*EXERCISE AIM*.
Set down, please, without alteration, the lines of the entries below from the first through the one containing "interpreter reads positionally.".

=-=-=-=-=

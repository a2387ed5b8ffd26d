//! Pool contract script template.
//!
//! The code portion is a fixed, versioned template with two typed slots
//! (owner identity hash, optional token reference) rendered through a single
//! deterministic serializer. Rendering the same slots always yields the same
//! bytes, which is what makes the on-chain continuity check (output code
//! portion equals input code portion) structurally satisfiable.
//!
//! Branch selection uses the witness stack depth: an owner withdrawal
//! supplies `⟨signature, publicKey⟩` and takes the hash-and-check-sig
//! branch; a trade supplies an empty witness and takes the covenant branch,
//! which verifies code-portion continuity at the pool's own input index and
//! then the constant-product inequality, net of the reserved 3/1000 fee on
//! an RXD inflow (an outflow's payout is already net of the retained fee).

use crate::error::{ScriptError, ScriptResult};
use crate::opcodes::Opcode;
use crate::script_num::{push_bytes, push_num};
use types::{OwnerHash, TokenRef, FEE_DENOMINATOR, FEE_NUMERATOR, OWNER_HASH_LEN, TOKEN_REF_LEN};

/// Version of the rendered code template. Bumped whenever the emitted byte
/// sequence changes; deployed pools keep validating under the version that
/// created them.
pub const TEMPLATE_VERSION: u16 = 2;

/// Deterministic script serializer.
///
/// All script construction in this crate goes through this writer; there is
/// deliberately no other way to append raw bytes to a script.
#[derive(Debug, Default, Clone)]
pub struct ScriptWriter {
    bytes: Vec<u8>,
}

impl ScriptWriter {
    pub fn new() -> Self {
        Self::default()
    }

    /// Appends a bare opcode.
    pub fn op(&mut self, opcode: Opcode) -> &mut Self {
        self.bytes.push(opcode.into());
        self
    }

    /// Appends a minimal push of `data`.
    pub fn data(&mut self, data: &[u8]) -> &mut Self {
        push_bytes(&mut self.bytes, data);
        self
    }

    /// Appends a canonical integer push.
    pub fn num(&mut self, value: i64) -> &mut Self {
        push_num(&mut self.bytes, value);
        self
    }

    /// Appends raw bytes with no push prefix.
    ///
    /// Only the state suffix and the inline token reference use this; both
    /// are fixed-width fields the interpreter reads positionally.
    fn raw(&mut self, data: &[u8]) -> &mut Self {
        self.bytes.extend_from_slice(data);
        self
    }

    pub fn into_bytes(self) -> Vec<u8> {
        self.bytes
    }
}

/// Renders the immutable code portion for the given slots.
///
/// Byte-identical output for identical slots is a hard requirement; every
/// successor script of a pool embeds exactly this byte sequence.
fn render_code(owner_hash: &OwnerHash, token_ref: Option<&TokenRef>) -> Vec<u8> {
    let mut w = ScriptWriter::new();

    // Token binding, when present, heads the code portion so the ledger can
    // enforce the fungible-asset lineage of the pool.
    if let Some(token_ref) = token_ref {
        w.op(Opcode::OpPushInputRef)
            .raw(token_ref.as_bytes())
            .op(Opcode::OpDrop);
    }

    w.op(Opcode::OpDepth).op(Opcode::OpIf);

    // Withdraw branch: duplicate-hash-compare-signature against the owner
    // identity hash. Unconstrained outputs; this path terminates the pool.
    w.op(Opcode::OpDup)
        .op(Opcode::OpHash160)
        .data(owner_hash.as_bytes())
        .op(Opcode::OpEqualVerify)
        .op(Opcode::OpCheckSig);

    w.op(Opcode::OpElse);

    // Trade branch, part 1: code-portion continuity. The output script at
    // the pool's own index, truncated at its separator, must equal the
    // input's UTXO script truncated the same way.
    w.op(Opcode::OpInputIndex)
        .op(Opcode::OpOutputBytecode)
        .op(Opcode::OpInputIndex)
        .op(Opcode::OpStateSeparatorIndexOutput)
        .op(Opcode::OpSplit)
        .op(Opcode::OpDrop)
        .op(Opcode::OpInputIndex)
        .op(Opcode::OpUtxoBytecode)
        .op(Opcode::OpInputIndex)
        .op(Opcode::OpStateSeparatorIndexUtxo)
        .op(Opcode::OpSplit)
        .op(Opcode::OpDrop)
        .op(Opcode::OpEqualVerify);

    // Trade branch, part 2: constant product net of the fee. The fee is
    // subtracted only on an RXD inflow; on an outflow the payout is already
    // net of the retained fee.
    //   delta = rxd_after - rxd_before
    //   fee   = delta * 3 / 1000 when delta >= 0, else 0
    //   k_out = (rxd_after - fee) * token_after
    //   k_in  = rxd_before * token_before
    //   require k_out >= k_in
    w.op(Opcode::OpInputIndex)
        .op(Opcode::OpUtxoValue)
        .op(Opcode::OpInputIndex)
        .op(Opcode::OpOutputValue)
        .op(Opcode::Op2Dup)
        .op(Opcode::OpSwap)
        .op(Opcode::OpSub)
        .op(Opcode::OpDup)
        .num(0)
        .op(Opcode::OpGreaterThanOrEqual)
        .op(Opcode::OpIf)
        .num(FEE_NUMERATOR)
        .op(Opcode::OpMul)
        .num(FEE_DENOMINATOR)
        .op(Opcode::OpDiv)
        .op(Opcode::OpSub)
        .op(Opcode::OpElse)
        .op(Opcode::OpDrop)
        .op(Opcode::OpEndif);

    // token_after from the own-index output state suffix.
    w.op(Opcode::OpInputIndex)
        .op(Opcode::OpOutputBytecode)
        .op(Opcode::OpInputIndex)
        .op(Opcode::OpStateSeparatorIndexOutput)
        .op(Opcode::Op1Add)
        .op(Opcode::OpSplit)
        .op(Opcode::OpNip)
        .op(Opcode::OpBin2Num)
        .op(Opcode::OpMul);

    // token_before from the own-input UTXO state suffix.
    w.op(Opcode::OpInputIndex)
        .op(Opcode::OpUtxoBytecode)
        .op(Opcode::OpInputIndex)
        .op(Opcode::OpStateSeparatorIndexUtxo)
        .op(Opcode::Op1Add)
        .op(Opcode::OpSplit)
        .op(Opcode::OpNip)
        .op(Opcode::OpBin2Num)
        .op(Opcode::OpRot)
        .op(Opcode::OpMul)
        .op(Opcode::OpGreaterThanOrEqual);

    w.op(Opcode::OpEndif);
    w.into_bytes()
}

/// Builds the complete pool locking script for the given owner, optional
/// token binding, and current token reserve.
pub fn build_script(
    owner_hash: &OwnerHash,
    token_ref: Option<&TokenRef>,
    token_reserve: i64,
) -> ScriptResult<Vec<u8>> {
    if token_reserve < 0 {
        return Err(ScriptError::invalid_layout(format!(
            "negative token reserve {token_reserve} cannot be encoded"
        )));
    }

    let mut w = ScriptWriter::new();
    w.raw(&render_code(owner_hash, token_ref))
        .op(Opcode::OpStateSeparator)
        .raw(&token_reserve.to_le_bytes());
    Ok(w.into_bytes())
}

/// Raw-slice entry point for callers holding unvalidated bytes.
///
/// Fails with `InvalidLayout` when the owner hash or token reference has
/// the wrong length.
pub fn build_script_raw(
    owner_hash: &[u8],
    token_ref: Option<&[u8]>,
    token_reserve: i64,
) -> ScriptResult<Vec<u8>> {
    if owner_hash.len() != OWNER_HASH_LEN {
        return Err(ScriptError::invalid_layout(format!(
            "owner hash must be {OWNER_HASH_LEN} bytes, got {}",
            owner_hash.len()
        )));
    }
    let owner = OwnerHash::from_slice(owner_hash)
        .map_err(|e| ScriptError::invalid_layout(e.to_string()))?;

    let token_ref = match token_ref {
        Some(bytes) => {
            if bytes.len() != TOKEN_REF_LEN {
                return Err(ScriptError::invalid_layout(format!(
                    "token ref must be {TOKEN_REF_LEN} bytes, got {}",
                    bytes.len()
                )));
            }
            Some(
                TokenRef::from_slice(bytes)
                    .map_err(|e| ScriptError::invalid_layout(e.to_string()))?,
            )
        }
        None => None,
    };

    build_script(&owner, token_ref.as_ref(), token_reserve)
}
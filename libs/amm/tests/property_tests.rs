//! Property tests for the invariant engine.
//!
//! The binding property: no quote the engine produces may ever fail the
//! on-chain constant-product check, and exact-output quotes may never
//! under-deliver. Rounding favors the pool, not the trader.

use amm::{AmmError, CpmmMath};
use proptest::prelude::*;
use types::{PoolState, DUST_LIMIT};

fn pool(rxd: i64, token: i64) -> PoolState {
    PoolState::new(rxd, token).unwrap()
}

proptest! {
    /// Buys over the whole tested input range keep the invariant and stay
    /// strictly inside the token reserve.
    #[test]
    fn buys_preserve_the_invariant(
        rxd in DUST_LIMIT..=1i64 << 40,
        token in 1i64..=1 << 40,
        rxd_in in DUST_LIMIT..=1 << 40,
    ) {
        let state = pool(rxd, token);
        match CpmmMath::quote_tokens_out(&state, rxd_in) {
            Ok(quote) => {
                prop_assert!(quote.amount_out > 0);
                prop_assert!(quote.amount_out < token);
                prop_assert_eq!(quote.fee, rxd_in * 3 / 1000);
                prop_assert!(CpmmMath::verify_invariant(
                    rxd,
                    token,
                    quote.state_after.rxd_reserve(),
                    quote.state_after.token_reserve(),
                    quote.fee,
                )?);
            }
            // A pool can be too deep for the input to buy a whole token,
            // and reserve pairs whose product leaves the 64-bit domain are
            // rejected by the guard before any arithmetic happens.
            Err(AmmError::InsufficientLiquidity { .. }) | Err(AmmError::Overflow { .. }) => {}
            Err(other) => return Err(TestCaseError::fail(other.to_string())),
        }
    }

    /// Sells keep the invariant whenever they clear the dust floor.
    #[test]
    fn sells_preserve_the_invariant(
        rxd in DUST_LIMIT..=1i64 << 40,
        token in 1i64..=1 << 40,
        tokens_in in 1i64..=1 << 40,
    ) {
        let state = pool(rxd, token);
        match CpmmMath::quote_rxd_out(&state, tokens_in) {
            Ok(quote) => {
                prop_assert!(quote.amount_out > 0);
                prop_assert!(quote.amount_out < rxd);
                prop_assert!(quote.fee >= 1);
                prop_assert!(CpmmMath::verify_invariant(
                    rxd,
                    token,
                    quote.state_after.rxd_reserve(),
                    quote.state_after.token_reserve(),
                    quote.fee,
                )?);
            }
            // Sub-dust proceeds, drained pools, and guard rejections are
            // all legitimate refusals.
            Err(_) => {}
        }
    }

    /// Composing the inverse buy quote with the forward quote never yields
    /// less than the originally requested output.
    #[test]
    fn exact_buy_then_forward_never_under_delivers(
        rxd in DUST_LIMIT..=1i64 << 38,
        token in 2i64..=1 << 38,
        requested in 1i64..=1 << 20,
    ) {
        let state = pool(rxd, token);
        let requested = requested.min(token - 1).max(1);
        if let Ok(exact) = CpmmMath::quote_exact_tokens_out(&state, requested) {
            let forward = CpmmMath::quote_tokens_out(&state, exact.amount_in);
            match forward {
                Ok(quote) => prop_assert!(
                    quote.amount_out >= requested,
                    "requested {requested}, got {}",
                    quote.amount_out
                ),
                // The fee markup can push a near-ceiling K past the guard.
                Err(AmmError::Overflow { .. }) => {}
                Err(other) => return Err(TestCaseError::fail(other.to_string())),
            }
        }
    }

    /// Same composition for the sell direction.
    #[test]
    fn exact_sell_then_forward_never_under_delivers(
        rxd in 2 * DUST_LIMIT..=1i64 << 38,
        token in 1i64..=1 << 38,
        requested in DUST_LIMIT..=1 << 20,
    ) {
        let state = pool(rxd, token);
        if let Ok(exact) = CpmmMath::quote_exact_rxd_out(&state, requested) {
            let forward = CpmmMath::quote_rxd_out(&state, exact.amount_in);
            match forward {
                Ok(quote) => prop_assert!(
                    quote.amount_out >= requested,
                    "requested {requested}, got {}",
                    quote.amount_out
                ),
                Err(AmmError::Overflow { .. }) => {}
                Err(other) => return Err(TestCaseError::fail(other.to_string())),
            }
        }
    }

    /// The fee rule is exact and monotonic over the full safe range.
    #[test]
    fn fee_matches_the_closed_form(amount in 0i64..=1 << 60) {
        let fee = CpmmMath::compute_fee(amount).unwrap();
        prop_assert_eq!(fee, amount / 1000 * 3 + (amount % 1000) * 3 / 1000);
        prop_assert!(fee <= amount * 3 / 1000);
    }
}
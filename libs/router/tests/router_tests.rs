//! End-to-end routing tests: allocation across real pool sets and
//! materialization of successor scripts through the codec.

use codec::{build_script, parse_script};
use router::{RouteError, TradeRouter};
use std::collections::HashMap;
use types::{
    OutPoint, OwnerHash, Pool, PoolState, SwapDirection, SwapRequest, TokenRef, DUST_LIMIT,
};

fn pool(n: u8, rxd: i64, token: i64) -> Pool {
    Pool::new(
        OutPoint::new([n; 32], 0),
        PoolState::new(rxd, token).unwrap(),
        OwnerHash::new([n; 20]),
        None,
    )
}

fn buy(amount_in: i64, min_out: i64) -> SwapRequest {
    SwapRequest {
        direction: SwapDirection::RxdToToken,
        amount_in,
        min_amount_out: min_out,
        recipient: OwnerHash::new([0xEE; 20]),
    }
}

fn sell(amount_in: i64, min_out: i64) -> SwapRequest {
    SwapRequest {
        direction: SwapDirection::TokenToRxd,
        amount_in,
        min_amount_out: min_out,
        recipient: OwnerHash::new([0xEE; 20]),
    }
}

#[test]
fn single_pool_buy_reference_case() {
    let pools = [pool(1, 10_000, 1_000)];
    let route = TradeRouter::route(&buy(1_000, 0), &pools).unwrap();

    assert_eq!(route.steps.len(), 1);
    let step = &route.steps[0];
    assert_eq!(step.amount_in, 1_000);
    assert_eq!(step.fee, 3);
    assert_eq!(step.amount_out, 90);
    assert_eq!(step.state_after.rxd_reserve(), 11_000);
    assert_eq!(step.state_after.token_reserve(), 910);
    assert_eq!(route.total_out, 90);
    assert_eq!(route.total_fee, 3);
}

#[test]
fn single_pool_sell_reference_case() {
    let pools = [pool(1, 10_000, 1_000)];
    let route = TradeRouter::route(&sell(100, 0), &pools).unwrap();

    let step = &route.steps[0];
    assert_eq!(step.fee, 2);
    assert_eq!(step.amount_out, 908);
    assert_eq!(step.state_after.rxd_reserve(), 9_092);
    assert_eq!(step.state_after.token_reserve(), 1_100);
}

#[test]
fn oversized_buy_spills_into_the_second_pool() {
    // Equal prices (10 RXD per token), so the caller-supplied order decides.
    let pools = [pool(1, 10_000, 1_000), pool(2, 5_000, 500)];
    let amount = 11_000_000;
    let route = TradeRouter::route(&buy(amount, 0), &pools).unwrap();

    assert_eq!(route.steps.len(), 2);
    assert_eq!(route.steps[0].pool, pools[0].outpoint);
    assert_eq!(route.steps[1].pool, pools[1].outpoint);
    // The first pool is drained to its 1-token residual before the second
    // pool sees any of the input.
    assert_eq!(route.steps[0].amount_out, 999);
    assert_eq!(route.steps[0].state_after.token_reserve(), 1);
    assert!(route.steps[1].state_after.token_reserve() >= 1);
    assert_eq!(route.total_in, amount);
    assert_eq!(
        route.total_out,
        route.steps[0].amount_out + route.steps[1].amount_out
    );
    assert!(route.average_price > rust_decimal::Decimal::ZERO);
}

#[test]
fn routing_is_deterministic() {
    let pools = [pool(1, 10_000, 1_000), pool(2, 5_000, 500), pool(3, 30_000, 1_000)];
    let a = TradeRouter::route(&buy(2_000_000, 0), &pools).unwrap();
    let b = TradeRouter::route(&buy(2_000_000, 0), &pools).unwrap();
    assert_eq!(a, b);
}

#[test]
fn sell_routes_walk_pools_in_descending_price_order() {
    let pools = [pool(1, 10_000, 1_000), pool(2, 30_000, 1_000)];
    // Larger than the richer pool's token capacity, so the sell spills over.
    let route = TradeRouter::route(&sell(30_500_000, 0), &pools).unwrap();

    assert!(route.steps.len() >= 2);
    assert_eq!(route.steps[0].pool, pools[1].outpoint);
    assert_eq!(route.steps[1].pool, pools[0].outpoint);
    for step in &route.steps {
        assert!(step.state_after.rxd_reserve() >= 1);
    }
}

#[test]
fn leftover_input_is_not_an_error_once_a_step_exists() {
    // One shallow pool; a huge buy fills it and the residue is simply
    // unspent. Partial fills are reported through total_in, not an error.
    let pools = [pool(1, 10_000, 1_000)];
    let amount = 1_000_000_000;
    let route = TradeRouter::route(&buy(amount, 0), &pools).unwrap();
    assert_eq!(route.steps.len(), 1);
    assert!(route.total_in < amount);
    assert_eq!(route.steps[0].amount_out, 999);
}

#[test]
fn slippage_gate_applies_to_the_route_total() {
    let pools = [pool(1, 10_000, 1_000), pool(2, 5_000, 500)];
    let err = TradeRouter::route(&buy(11_000_000, i64::MAX / 2), &pools).unwrap_err();
    assert!(matches!(err, RouteError::SlippageExceeded { .. }));
}

#[test]
fn output_scripts_rebuild_every_successor() {
    let owner = OwnerHash::new([0x11; 20]);
    let token_ref = TokenRef::new([0x22; 32]);
    let script_a = build_script(&owner, Some(&token_ref), 1_000).unwrap();
    let script_b = build_script(&owner, None, 500).unwrap();

    let parsed_a = parse_script(&script_a).unwrap();
    let parsed_b = parse_script(&script_b).unwrap();
    let pools = [
        Pool::new(
            OutPoint::new([0xA1; 32], 0),
            PoolState::new(10_000, parsed_a.token_reserve).unwrap(),
            parsed_a.owner_hash,
            parsed_a.token_ref,
        ),
        Pool::new(
            OutPoint::new([0xB2; 32], 1),
            PoolState::new(5_000, parsed_b.token_reserve).unwrap(),
            parsed_b.owner_hash,
            parsed_b.token_ref,
        ),
    ];

    let route = TradeRouter::route(&buy(11_000_000, 0), &pools).unwrap();
    assert_eq!(route.steps.len(), 2);

    let mut scripts = HashMap::new();
    scripts.insert(pools[0].outpoint, script_a.clone());
    scripts.insert(pools[1].outpoint, script_b.clone());
    let outputs = TradeRouter::output_scripts(&route, &scripts).unwrap();
    assert_eq!(outputs.len(), route.steps.len());

    for (step, output) in route.steps.iter().zip(&outputs) {
        let reparsed = parse_script(output).unwrap();
        assert_eq!(reparsed.token_reserve, step.state_after.token_reserve());
        assert_eq!(reparsed.owner_hash, owner);
    }
    // Code portions survive byte for byte; only the trailing state changed.
    let (code_a, _) = codec::split_script(&script_a).unwrap();
    let (code_a_after, _) = codec::split_script(&outputs[0]).unwrap();
    assert_eq!(code_a, code_a_after);
}

#[test]
fn output_scripts_require_a_script_per_step() {
    let pools = [pool(1, 10_000, 1_000)];
    let route = TradeRouter::route(&buy(1_000, 0), &pools).unwrap();
    let err = TradeRouter::output_scripts(&route, &HashMap::new()).unwrap_err();
    assert_eq!(
        err,
        RouteError::MissingPoolScript {
            pool: pools[0].outpoint
        }
    );
}

#[test]
fn dust_sized_spill_is_left_with_the_first_pool() {
    // The remainder after draining pool 1 falls below the dust limit, so
    // pool 2 contributes no step.
    let pools = [pool(1, 10_000, 1_000), pool(2, 5_000, 500)];
    let cap = {
        let route = TradeRouter::route(&buy(i64::MAX / 4, 0), &pools).unwrap();
        route.steps[0].amount_in
    };
    let route = TradeRouter::route(&buy(cap + DUST_LIMIT - 1, 0), &pools).unwrap();
    assert_eq!(route.steps.len(), 1);
    assert_eq!(route.total_in, cap);
}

=-=-=-=-=

*TASK SOLUTION*.
repository a2387ed5b8ffd26d
//! Pool contract script template.
//!
//! The code portion is a fixed, versioned template with two typed slots
//! (owner identity hash, optional token reference) rendered through a single
//! deterministic serializer. Rendering the same slots always yields the same
//! bytes, which is what makes the on-chain continuity check (output code
//! portion equals input code portion) structurally satisfiable.
//!
//! Branch selection uses the witness stack depth: an owner withdrawal
//! supplies `⟨signature, publicKey⟩` and takes the hash-and-check-sig
//! branch; a trade supplies an empty witness and takes the covenant branch,
//! which verifies code-portion continuity at the pool's own input index and
//! then the constant-product inequality, net of the reserved 3/1000 fee on
//! an RXD inflow (an outflow's payout is already net of the retained fee).

use crate::error::{ScriptError, ScriptResult};
use crate::opcodes::Opcode;
use crate::script_num::{push_bytes, push_num};
use types::{OwnerHash, TokenRef, FEE_DENOMINATOR, FEE_NUMERATOR, OWNER_HASH_LEN, TOKEN_REF_LEN};

/// Version of the rendered code template. Bumped whenever the emitted byte
/// sequence changes; deployed pools keep validating under the version that
/// created them.
pub const TEMPLATE_VERSION: u16 = 2;

/// Deterministic script serializer.
///
/// All script construction in this crate goes through this writer; there is
/// deliberately no other way to append raw bytes to a script.
#[derive(Debug, Default, Clone)]
pub struct ScriptWriter {
    bytes: Vec<u8>,
}

impl ScriptWriter {
    pub fn new() -> Self {
        Self::default()
    }

    /// Appends a bare opcode.
    pub fn op(&mut self, opcode: Opcode) -> &mut Self {
        self.bytes.push(opcode.into());
        self
    }

    /// Appends a minimal push of `data`.
    pub fn data(&mut self, data: &[u8]) -> &mut Self {
        push_bytes(&mut self.bytes, data);
        self
    }

    /// Appends a canonical integer push.
    pub fn num(&mut self, value: i64) -> &mut Self {
        push_num(&mut self.bytes, value);
        self
    }

    /// Appends raw bytes with no push prefix.
    ///
    /// Only the state suffix and the inline token reference use this; both
    /// are fixed-width fields the interpreter reads positionally.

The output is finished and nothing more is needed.